Human-machine symbiosis is coming
Recognizing that the logical outcome of the trajectory we find ourselves on today is a de facto symbiosis between human and machine systems is of paramount importance for security planners. The AI CISO is far less of a “what might be” and more something that inevitably will be — a real reduction in our control over the cybersecurity enterprise because of developments we will be incentivized to support. To best prepare for this future, companies must consider today the value in cyberpsychological research and the findings of work on technological innovation.
Specifically, companies across private industry would do well to avoid the situation where an AI CISO imbued with ethical and other sociological assumptions develops without prior planning. Any organization that envisions a robust AI capability as part of its operational posture in the future should engage in extensive internal explorations of what the practical and ethical priorities of defense look like.
That, in turn, should lead to a formal statement of priorities and a body that is charged with periodically updating these priorities to reflect changing conditions.

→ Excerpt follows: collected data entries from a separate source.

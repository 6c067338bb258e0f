use anyhow::{Context, Result};
use clap::{Args, Parser, Subcommand, ValueEnum};
use indicatif::{ProgressBar, ProgressStyle};
use log::info;
use std::str::FromStr;
use tracing_subscriber::EnvFilter;

use cytoclust::clustering::{
    AgglomerativeParams, GaussianMixture, HierarchicalBackend, KMeansInit, KMeansParams,
    LinfaBackend, Linkage, MahalanobisScorer, Metric, MixtureInit, NativeBackend,
    PartitionBackend,
};
use cytoclust::container::{CellData, CellRepository};
use cytoclust::features::FeatureSelector;
use cytoclust::io::{read_centers_csv, read_matrix_csv, write_labels_csv, write_record_json};
use cytoclust::tools::{fit_agglomerative, fit_kmeans, fit_mixture, kmeans_inertias};

// Name of the channel mask built from --channels.
const CHANNEL_MASK_KEY: &str = "use_for_clustering";

#[derive(Parser, Debug)]
#[command(author, version, about)]
struct Cli {
    #[command(subcommand)]
    command: Command,
}

#[derive(Subcommand, Debug)]
enum Command {
    /// Gaussian mixture clustering
    Mixture(MixtureArgs),
    /// K-means clustering
    Kmeans(KMeansArgs),
    /// Agglomerative (hierarchical) clustering
    Agglomerative(AgglomerativeArgs),
    /// Print k-means inertia for a range of cluster counts
    Sweep(SweepArgs),
}

#[derive(Args, Debug)]
struct InputArgs {
    /// Cell-by-channel matrix, CSV with a header row (may be gzipped)
    matrix_csv: String,

    /// Comma-separated channels to cluster on (default: all)
    #[arg(long, value_delimiter = ',')]
    channels: Option<Vec<String>>,
}

#[derive(Args, Debug)]
struct OutputArgs {
    /// Key the labels and metadata are stored under
    #[arg(long)]
    key: Option<String>,

    #[arg(long, default_value = "labels.csv")]
    labels_out: String,

    #[arg(long, default_value = None)]
    metadata_out: Option<String>,
}

#[derive(Copy, Clone, Debug, PartialEq, Eq, ValueEnum)]
enum Backend {
    Native,
    Linfa,
}

impl Backend {
    fn partition(self) -> Box<dyn PartitionBackend> {
        match self {
            Backend::Native => Box::new(NativeBackend),
            Backend::Linfa => Box::new(LinfaBackend),
        }
    }
}

fn parse_init(s: &str) -> Result<MixtureInit, String> {
    MixtureInit::from_str(s).map_err(|err| err.to_string())
}

#[derive(Args, Debug)]
struct MixtureArgs {
    #[command(flatten)]
    input: InputArgs,

    #[command(flatten)]
    output: OutputArgs,

    #[arg(short = 'k', long)]
    n_clusters: usize,

    /// Initialization: kmeans or random
    #[arg(long, value_parser = parse_init, default_value = "kmeans")]
    init: MixtureInit,

    /// Explicit initial centers (CSV, one row per component, header optional); overrides --init
    #[arg(long, default_value = None)]
    centers: Option<String>,

    #[arg(long, default_value_t = 100)]
    max_steps: usize,

    #[arg(long, default_value = None)]
    seed: Option<u64>,

    /// Score components with the Mahalanobis distance
    #[arg(long, default_value_t = false)]
    mahalanobis: bool,

    /// Backend for the k-means initialization pass
    #[arg(long, value_enum, default_value_t = Backend::Native)]
    backend: Backend,
}

#[derive(Args, Debug)]
struct KMeansArgs {
    #[command(flatten)]
    input: InputArgs,

    #[command(flatten)]
    output: OutputArgs,

    #[arg(short = 'k', long)]
    n_clusters: usize,

    #[command(flatten)]
    kmeans: KMeansOptions,
}

#[derive(Args, Debug)]
struct KMeansOptions {
    #[arg(long, value_enum, default_value_t = KMeansInit::KMeansPlusPlus)]
    init: KMeansInit,

    #[arg(long, default_value_t = 10)]
    n_init: usize,

    #[arg(long, default_value_t = 300)]
    max_iter: usize,

    #[arg(long, default_value_t = 1e-4)]
    tolerance: f64,

    #[arg(long, default_value = None)]
    seed: Option<u64>,

    #[arg(long, value_enum, default_value_t = Backend::Native)]
    backend: Backend,
}

impl KMeansOptions {
    fn params(&self, n_clusters: usize) -> KMeansParams {
        let params = KMeansParams::new(n_clusters)
            .init(self.init)
            .n_init(self.n_init)
            .max_iter(self.max_iter)
            .tolerance(self.tolerance);
        match self.seed {
            Some(seed) => params.seed(seed),
            None => params,
        }
    }
}

#[derive(Args, Debug)]
struct AgglomerativeArgs {
    #[command(flatten)]
    input: InputArgs,

    #[command(flatten)]
    output: OutputArgs,

    #[arg(short = 'k', long, conflicts_with = "distance_threshold")]
    n_clusters: Option<usize>,

    #[arg(long)]
    distance_threshold: Option<f64>,

    #[arg(long, value_enum, default_value_t = Linkage::Ward)]
    linkage: Linkage,

    #[arg(long, value_enum, default_value_t = Metric::Euclidean)]
    metric: Metric,
}

#[derive(Args, Debug)]
struct SweepArgs {
    #[command(flatten)]
    input: InputArgs,

    /// Comma-separated cluster counts
    #[arg(long, value_delimiter = ',', required = true)]
    ks: Vec<usize>,

    #[command(flatten)]
    kmeans: KMeansOptions,
}

fn main() -> Result<()> {
    tracing_subscriber::fmt()
        .with_env_filter(
            EnvFilter::try_from_default_env().unwrap_or_else(|_| EnvFilter::new("info")),
        )
        .init();

    let cli = Cli::parse();
    match cli.command {
        Command::Mixture(args) => run_mixture(args),
        Command::Kmeans(args) => run_kmeans(args),
        Command::Agglomerative(args) => run_agglomerative(args),
        Command::Sweep(args) => run_sweep(args),
    }
}

fn load(input: &InputArgs) -> Result<(CellData, FeatureSelector)> {
    let mut data = read_matrix_csv(&input.matrix_csv)
        .with_context(|| format!("reading {}", input.matrix_csv))?;
    info!("Read {} cells, {} channels", data.n_obs(), data.n_vars());

    let selector = match &input.channels {
        Some(channels) => {
            data.insert_channel_mask(CHANNEL_MASK_KEY, channels)?;
            FeatureSelector::all().use_channel_mask(CHANNEL_MASK_KEY)
        }
        None => FeatureSelector::all(),
    };
    Ok((data, selector))
}

fn write_outputs(data: &CellData, key: &str, output: &OutputArgs) -> Result<()> {
    if let Some(labels) = data.obs_column(key).and_then(|c| c.as_int()) {
        write_labels_csv(&output.labels_out, key, labels)
            .with_context(|| format!("writing {}", output.labels_out))?;
    }
    if let (Some(path), Some(record)) = (&output.metadata_out, data.result(key)) {
        write_record_json(path, record).with_context(|| format!("writing {}", path))?;
    }
    Ok(())
}

fn run_mixture(args: MixtureArgs) -> Result<()> {
    let (mut data, selector) = load(&args.input)?;
    let key = args.output.key.as_deref().unwrap_or("gmm");

    let init = match &args.centers {
        Some(path) => {
            let centers = read_centers_csv(path).with_context(|| format!("reading {}", path))?;
            MixtureInit::Centers(centers)
        }
        None => args.init,
    };

    let mut gmm = GaussianMixture::params(args.n_clusters)
        .init(init)
        .max_steps(args.max_steps)
        .seeder(args.backend.partition());
    if let Some(seed) = args.seed {
        gmm = gmm.seed(seed);
    }

    let fit = if args.mahalanobis {
        fit_mixture(&mut data, &gmm.scorer(MahalanobisScorer), key, &selector)?
    } else {
        fit_mixture(&mut data, &gmm, key, &selector)?
    };

    println!(
        "{} components, {} steps, converged: {}, stale components: {:?}",
        args.n_clusters,
        fit.steps,
        fit.converged,
        fit.stale_components()
    );
    write_outputs(&data, key, &args.output)
}

fn run_kmeans(args: KMeansArgs) -> Result<()> {
    let (mut data, selector) = load(&args.input)?;
    let key = args.output.key.as_deref().unwrap_or("kmeans");

    let params = args.kmeans.params(args.n_clusters);
    let backend = args.kmeans.backend.partition();
    let fit = fit_kmeans(&mut data, backend.as_ref(), &params, key, &selector)?;

    println!("{} clusters, inertia: {}", args.n_clusters, fit.inertia);
    write_outputs(&data, key, &args.output)
}

fn run_agglomerative(args: AgglomerativeArgs) -> Result<()> {
    let (mut data, selector) = load(&args.input)?;
    let key = args.output.key.as_deref().unwrap_or("agglomerative");

    let params = AgglomerativeParams {
        n_clusters: args.n_clusters,
        distance_threshold: args.distance_threshold,
        linkage: args.linkage,
        metric: args.metric,
    };
    let backend: &dyn HierarchicalBackend = &NativeBackend;
    let fit = fit_agglomerative(&mut data, backend, &params, key, &selector)?;

    println!("{} clusters from {} cells", fit.n_clusters, fit.n_leaves);
    write_outputs(&data, key, &args.output)
}

fn run_sweep(args: SweepArgs) -> Result<()> {
    let (data, selector) = load(&args.input)?;
    let backend = args.kmeans.backend.partition();

    let prog = ProgressBar::new(args.ks.len() as u64);
    prog.set_style(
        ProgressStyle::with_template("{prefix:>10} {bar:40} {pos}/{len}")?.progress_chars("##-"),
    );
    prog.set_prefix("k-means");

    let mut inertias = Vec::with_capacity(args.ks.len());
    for &k in &args.ks {
        let params = args.kmeans.params(k);
        inertias.extend(kmeans_inertias(&data, backend.as_ref(), &[k], &params, &selector)?);
        prog.inc(1);
    }
    prog.finish_and_clear();

    for (k, inertia) in args.ks.iter().zip(&inertias) {
        println!("{}\t{}", k, inertia);
    }
    Ok(())
}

Ensuring congruence between the practical outcomes of AI usage and these pre-determined assumptions will obviously be a goal of any organization, but waiting until AI systems are already operational risks outcomes that are more encultured by AI usage than by independent evaluation.
Employ the tenth-person rule
Any organization that envisions extensive AI usage in the future would also do well to establish a workforce culture and structure oriented on the tenth-person rule. This rule, which many industry professionals will already be familiar with, dictates that any situation leading to consensus among relevant stakeholders must be challenged and re-evaluated.
In other words, if nine of 10 professionals agree, it is the duty of the tenth to disagree. Anchoring such a principle of adversarial oversight at the heart of internal training and retraining procedures can help to offset some of the possible missteps to be found in expertise and control loss stemming from the rise of AI CISOs.
Finally, inter-industry learning around what works for AI cybersecurity and related tools is a must. Specifically, there are strong market incentives to try products that are convenient but that may fall short in some other area such as transparency about underlying model assumptions, training data, or system performance. Cybersecurity is a field ironically prone to path-dependent outcomes that see insecurity generated by the ghosts of stinginess past. Perhaps more so than with any other technological evolution in this space in the last three decades, cybersecurity firms must avoid this selection of convenient over best. If they do not, then the coming age of AI CISOs may be one fraught with more pitfalls than promise.